//! Field-path access and diffing for Starmap catalog records.
//!
//! Every record type exposes a static table of typed getter/setter pairs keyed
//! by [`FieldPath`](starmap_types::FieldPath), so the merge engine can read and
//! write arbitrary nested fields by path without runtime reflection. Values
//! cross the table as `serde_json::Value`.
//!
//! # Key Types
//!
//! - [`Record`]: Implemented by `Model`, `Provider`, and `Author`
//! - [`FieldSpec`]: One table row (path, merge policy, getter, setter)
//! - [`RecordDiff`] / [`FieldChange`]: Field-level diff between two records

pub mod access;
pub mod compare;
pub mod error;
pub mod record_diff;
mod tables;

pub use access::{get_path, set_path, FieldSpec, ParentSpec, Record};
pub use compare::{is_absent, numeric_max, set_union, values_equal};
pub use error::{DiffResult, FieldError};
pub use record_diff::{diff_records, FieldChange, RecordDiff};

***

Exercise brief | An exact copy of every record is needed.

Task solution |
//! Field-path access and diffing for Starmap catalog records.
//!
//! Every record type exposes a static table of typed getter/setter pairs keyed
//! by [`FieldPath`](starmap_types::FieldPath), so the merge engine can read and
//! write arbitrary nested fields by path without runtime reflection. Values
//! cross the table as `serde_json::Value`.
//!
//! # Key Types
//!
//! - [`Record`]: Implemented by `Model`, `Provider`, and `Author`
//! - [`FieldSpec`]: One table row (path, merge policy, getter, setter)
//! - [`RecordDiff`] / [`FieldChange`]: Field-level diff between two records

pub mod access;
pub mod compare;
pub mod error;
pub mod record_diff;
mod tables;

pub use access::{get_path, set_path, FieldSpec, ParentSpec, Record};
pub use compare::{is_absent, numeric_max, set_union, values_equal};
pub use error::{DiffResult, FieldError};
pub use record_diff::{diff_records, FieldChange, RecordDiff};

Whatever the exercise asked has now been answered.